Example setting usage limits:

from lotus.models import LM
from lotus.types import UsageLimit, LotusUsageLimitException

# Set physical limit (actual API calls)
physical_limit = UsageLimit(
    prompt_tokens_limit=4000,
    completion_tokens_limit=1000,
    total_tokens_limit=5000,
    total_cost_limit=1.00
)

# Set virtual limit (includes cached responses)
virtual_limit = UsageLimit(
    prompt_tokens_limit=10000,
    completion_tokens_limit=2000,
    total_tokens_limit=12000,
    total_cost_limit=5.00
)

# Apply both limits to the LM
lm = LM(
    model="gpt-4o",
    physical_usage_limit=physical_limit,
    virtual_usage_limit=virtual_limit
)

try:
    course_df = pd.read_csv("course_df.csv")
    course_df = course_df.sem_filter("What {Course Name} requires a lot of math")
except LotusUsageLimitException as e:
    print(f"Usage limit exceeded: {e}")
    # Handle the exception as needed

You can monitor your usage with the print_total_usage method:

# After running operations
lm.print_total_usage()

# Reset stats if needed
lm.reset_stats()

get_completion Method

The get_completion method provides a convenient way to get a single completion from the LLM using a system prompt and user prompt. This is useful for simple, one-off queries that don’t require the full complexity of the batch processing interface.

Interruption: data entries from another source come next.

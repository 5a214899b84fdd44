//! Physical memory manager.
//!
//! Owns every usable RAM frame as a page descriptor and serves power-of-two
//! sized page runs from per-order free lists (buddy system). Splitting takes
//! the smallest sufficient run apart, freeing coalesces a run with its buddy
//! as long as the buddy is free, of equal order and inside the same segment.

use alloc::vec::Vec;
use core::sync::atomic::{AtomicUsize, Ordering};

use bitflags::bitflags;
use spinning_top::Spinlock;

use crate::Paddr;
use crate::config::{PAGE_SIZE, PAGE_SHIFT};
use crate::kenv;

/// Largest supported run order (2^20 pages = 4 GiB per run).
const MAX_ORDER: usize = 20;

bitflags! {
    /// Page descriptor flags.
    #[derive(Debug, Clone, Copy, PartialEq, Eq)]
    pub struct PageFlags: u8 {
        /// Never available for allocation (kernel image, DTB, firmware).
        const RESERVED = 0x01;
        /// Page run has been handed out by the allocator.
        const ALLOCATED = 0x02;
        /// Page is under allocator control.
        const MANAGED = 0x04;
        /// Accessed since the bit was last cleared (software emulation).
        const REFERENCED = 0x08;
        /// Written to since the bit was last cleared (software emulation).
        const MODIFIED = 0x10;
    }
}

/// Physical page descriptor. One exists for every RAM frame, created when
/// its segment is registered. `size` is only meaningful at the head of a run.
#[derive(Debug)]
pub struct Page {
    pub paddr: Paddr,
    /// Run length in pages, tracked at the run head.
    pub size: usize,
    pub flags: PageFlags,
    /// Offset within the owning VM object, valid while `owned` is set.
    pub offset: usize,
    /// Whether some VM object currently owns this page.
    pub owned: bool,
}

impl Page {
    fn new(paddr: Paddr) -> Self {
        Page { paddr, size: 1, flags: PageFlags::MANAGED, offset: 0, owned: false }
    }
}

struct PmSegment {
    start: Paddr,
    end: Paddr,
    pages: Vec<Page>,
    /// Free run heads, indexed by order. Runs are pushed and popped at the
    /// tail, so recently split buddies are reused first.
    freelist: [Vec<u32>; MAX_ORDER + 1],
}

impl PmSegment {
    fn npages(&self) -> usize {
        (self.end - self.start) >> PAGE_SHIFT
    }

    fn contains(&self, pa: Paddr) -> bool {
        pa >= self.start && pa < self.end
    }

    fn idx(&self, pa: Paddr) -> usize {
        (pa - self.start) >> PAGE_SHIFT
    }

    fn remove_free(&mut self, idx: usize, order: usize) {
        let pos = self.freelist[order]
            .iter()
            .position(|&i| i as usize == idx)
            .expect("free run missing from its free list");
        self.freelist[order].swap_remove(pos);
    }

    /// Mark the run starting at `idx` free and merge it with its buddy while
    /// possible.
    fn insert_free(&mut self, mut idx: usize, mut order: usize) {
        loop {
            let buddy = idx ^ (1 << order);
            let buddy_mergeable = order < MAX_ORDER
                && buddy + (1 << order) <= self.npages()
                && self.pages[buddy].size == 1 << order
                && self.pages[buddy].flags.contains(PageFlags::MANAGED)
                && !self.pages[buddy].flags.intersects(PageFlags::ALLOCATED | PageFlags::RESERVED)
                && self.freelist[order].contains(&(buddy as u32));
            if !buddy_mergeable {
                break;
            }
            self.remove_free(buddy, order);
            idx = idx.min(buddy);
            order += 1;
        }
        self.pages[idx].size = 1 << order;
        self.pages[idx].flags.remove(PageFlags::ALLOCATED);
        self.freelist[order].push(idx as u32);
    }

    /// Free a run of `len` pages at `idx`, decomposing it into buddy-aligned
    /// power-of-two chunks. `len` need not be a power of two (split runs).
    fn free_run(&mut self, mut idx: usize, mut len: usize) {
        while len > 0 {
            let align = if idx == 0 { MAX_ORDER } else { idx.trailing_zeros() as usize };
            let mut order = align.min(MAX_ORDER);
            while (1 << order) > len {
                order -= 1;
            }
            self.insert_free(idx, order);
            idx += 1 << order;
            len -= 1 << order;
        }
    }

    fn alloc(&mut self, n: usize) -> Option<Paddr> {
        let want = n.trailing_zeros() as usize;
        let order = (want..=MAX_ORDER).find(|&o| !self.freelist[o].is_empty())?;
        let idx = self.freelist[order].pop().expect("free list emptied") as usize;
        // Split the run down to the requested order; each split produces a
        // free buddy of equal order.
        let mut o = order;
        while o > want {
            o -= 1;
            let buddy = idx + (1 << o);
            self.pages[buddy].size = 1 << o;
            self.freelist[o].push(buddy as u32);
        }
        self.pages[idx].size = n;
        self.pages[idx].flags.insert(PageFlags::ALLOCATED);
        Some(self.start + (idx << PAGE_SHIFT))
    }

    /// Take a specific free page out of the free lists, splitting runs on
    /// the way down. Used to reserve boot-time ranges.
    fn carve_page(&mut self, target: usize) -> bool {
        for order in (0..=MAX_ORDER).rev() {
            let Some(pos) = self.freelist[order]
                .iter()
                .position(|&i| (i as usize..i as usize + (1 << order)).contains(&target))
            else {
                continue;
            };
            let mut idx = self.freelist[order][pos] as usize;
            self.freelist[order].swap_remove(pos);
            let mut o = order;
            while o > 0 {
                o -= 1;
                let (keep, split) = if target < idx + (1 << o) {
                    (idx, idx + (1 << o))
                } else {
                    (idx + (1 << o), idx)
                };
                self.pages[split].size = 1 << o;
                self.freelist[o].push(split as u32);
                idx = keep;
            }
            return true;
        }
        false
    }
}

/// The allocator proper; the kernel uses a single global instance behind
/// [`pm_alloc`] and friends.
pub struct PhysMem {
    segments: Vec<PmSegment>,
}

impl PhysMem {
    pub const fn new() -> Self {
        PhysMem { segments: Vec::new() }
    }

    /// Register a RAM region `[start, end)`. Both bounds must be
    /// page-aligned. All of its frames become allocatable at once.
    pub fn add_segment(&mut self, start: Paddr, end: Paddr) {
        assert!(crate::vm::page_aligned(start) && crate::vm::page_aligned(end) && start < end);
        let npages = (end - start) >> PAGE_SHIFT;
        let mut pages = Vec::with_capacity(npages);
        for i in 0..npages {
            pages.push(Page::new(start + (i << PAGE_SHIFT)));
        }
        let mut seg = PmSegment { start, end, pages, freelist: [const { Vec::new() }; MAX_ORDER + 1] };
        seg.free_run(0, npages);
        self.segments.push(seg);
    }

    /// Mark `[start, end)` unavailable for allocation. The range must
    /// currently be free; reservation happens at boot before any user of the
    /// allocator runs.
    pub fn reserve(&mut self, start: Paddr, end: Paddr) {
        let start = crate::vm::page_align_down(start);
        let end = crate::vm::page_align_up(end);
        for seg in &mut self.segments {
            let lo = start.max(seg.start);
            let hi = end.min(seg.end);
            let mut pa = lo;
            while pa < hi {
                let idx = seg.idx(pa);
                if !seg.carve_page(idx) {
                    panic!("cannot reserve busy page {:#x}", pa);
                }
                seg.pages[idx].size = 1;
                seg.pages[idx].flags = PageFlags::RESERVED;
                pa += PAGE_SIZE;
            }
        }
    }

    /// Allocate a run of `n` pages, `n` a power of two. Returns the physical
    /// address of the run head, or `None` if no segment has a sufficient run.
    pub fn alloc(&mut self, n: usize) -> Option<Paddr> {
        assert!(n.is_power_of_two(), "page run length must be a power of two");
        self.segments.iter_mut().find_map(|seg| seg.alloc(n))
    }

    /// Free the run whose head is at `pa`.
    pub fn free(&mut self, pa: Paddr) {
        let seg = self
            .segments
            .iter_mut()
            .find(|s| s.contains(pa))
            .expect("freeing page outside any segment");
        let idx = seg.idx(pa);
        let page = &mut seg.pages[idx];
        if !page.flags.contains(PageFlags::MANAGED) || !page.flags.contains(PageFlags::ALLOCATED) {
            panic!("freeing page {:#x} that is not an allocated managed page", pa);
        }
        page.flags.remove(PageFlags::ALLOCATED | PageFlags::REFERENCED | PageFlags::MODIFIED);
        page.owned = false;
        let len = page.size;
        seg.free_run(idx, len);
    }

    /// Split one page off the tail of the allocated run headed at `pa`.
    /// The remainder keeps the head address with its size reduced; the split
    /// page becomes an independent allocated single-page run.
    pub fn split_alloc_page(&mut self, pa: Paddr) -> Option<Paddr> {
        let seg = self.segments.iter_mut().find(|s| s.contains(pa))?;
        let idx = seg.idx(pa);
        if !seg.pages[idx].flags.contains(PageFlags::ALLOCATED) || seg.pages[idx].size <= 1 {
            return None;
        }
        let size = seg.pages[idx].size;
        seg.pages[idx].size = size - 1;
        let tail = idx + size - 1;
        seg.pages[tail].size = 1;
        seg.pages[tail].flags.insert(PageFlags::ALLOCATED);
        Some(seg.start + (tail << PAGE_SHIFT))
    }

    /// Access the descriptor of the frame at `pa`.
    pub fn page_mut(&mut self, pa: Paddr) -> Option<&mut Page> {
        let seg = self.segments.iter_mut().find(|s| s.contains(pa))?;
        let idx = seg.idx(pa);
        seg.pages.get_mut(idx)
    }

    fn npages(&self) -> usize {
        self.segments.iter().map(|s| s.npages()).sum()
    }
}

static PHYSMEM: Spinlock<PhysMem> = Spinlock::new(PhysMem::new());

static TOTAL_PAGES: AtomicUsize = AtomicUsize::new(0);
static ALLOCATED_PAGES: AtomicUsize = AtomicUsize::new(0);

/// Register a RAM region with the global allocator.
pub fn pm_add_segment(start: Paddr, end: Paddr) {
    let mut pm = PHYSMEM.lock();
    pm.add_segment(start, end);
    TOTAL_PAGES.store(pm.npages(), Ordering::Release);
}

/// Reserve `[start, end)` so it is never allocated.
pub fn pm_reserve(start: Paddr, end: Paddr) {
    PHYSMEM.lock().reserve(start, end);
}

/// Allocate a run of `n` pages (`n` a power of two).
pub fn pm_alloc(n: usize) -> Option<Paddr> {
    let result = PHYSMEM.lock().alloc(n);
    if result.is_some() {
        ALLOCATED_PAGES.fetch_add(n, Ordering::Relaxed);
    }
    result
}

/// Free the run whose head is at `pa`.
pub fn pm_free(pa: Paddr) {
    let mut pm = PHYSMEM.lock();
    let n = pm.page_mut(pa).map(|p| p.size).unwrap_or(1);
    pm.free(pa);
    ALLOCATED_PAGES.fetch_sub(n, Ordering::Relaxed);
}

/// Split a single allocated page off the run headed at `pa`.
pub fn pm_split_alloc_page(pa: Paddr) -> Option<Paddr> {
    PHYSMEM.lock().split_alloc_page(pa)
}

/// Run `f` on the page descriptor of the frame at `pa`.
pub fn with_page<R>(pa: Paddr, f: impl FnOnce(&mut Page) -> R) -> Option<R> {
    PHYSMEM.lock().page_mut(pa).map(f)
}

/// (total, allocated, free) page counts.
pub fn stats() -> (usize, usize, usize) {
    let total = TOTAL_PAGES.load(Ordering::Relaxed);
    let allocated = ALLOCATED_PAGES.load(Ordering::Relaxed);
    (total, allocated, total.saturating_sub(allocated))
}

/// Register RAM described by the boot environment (`mem_start`/`mem_end` or
/// `memsize`) and reserve the initrd image (`rd_start`/`rd_size`).
pub fn init_from_kenv() {
    let (start, end) = match (kenv::get_uint("mem_start"), kenv::get_uint("mem_end")) {
        (Some(start), Some(end)) => (start, end),
        _ => match kenv::get_uint("memsize") {
            Some(size) => (0, size),
            None => return,
        },
    };
    pm_add_segment(crate::vm::page_align_up(start), crate::vm::page_align_down(end));
    if let (Some(rd_start), Some(rd_size)) = (kenv::get_uint("rd_start"), kenv::get_uint("rd_size"))
    {
        pm_reserve(rd_start, rd_start + rd_size);
    }
    log::debug!(target: "physmem", "{} pages of RAM under management", stats().0);
}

from lotus.models import LM

lm = LM(model="gpt-4o")

# Basic usage
system_prompt = "You are a helpful assistant."
user_prompt = "What is the capital of France?"

response = lm.get_completion(
    system_prompt=system_prompt,
    user_prompt=user_prompt
)
print(response)  # "The capital of France is Paris."

The method also supports structured output using Pydantic models:

from pydantic import BaseModel
from lotus.models import LM

class CityInfo(BaseModel):
    name: str
    country: str
    population: int

lm = LM(model="gpt-4o")

response = lm.get_completion(
    system_prompt="You are a geography expert.",
    user_prompt="Tell me about Paris, France",
    response_format=CityInfo
)
print(response.name)  # "Paris"
print(response.country)  # "France"

Parameters:

system_prompt (str): The system message that sets the context and behavior for the LLM
user_prompt (str): The user’s query or instruction
show_progress_bar (bool, optional): Whether to show a progress bar during processing. Defaults to True.
progress_bar_desc (str, optional): Description for the progress bar. Defaults to “Processing uncached messages”.
response_format (BaseModel | None, optional): Pydantic model class for structured output. When provided, the response will be parsed and validated according to the model schema.
**kwargs: Additional arguments passed to the underlying LLM API (e.g., temperature, max_tokens)

Returns:

When response_format is None: Returns a string containing the LLM’s response
When response_format is provided: Returns an instance of the specified Pydantic model

Note: This method is a convenience wrapper around the main __call__ method and supports all the same features including caching, rate limiting, and usage tracking.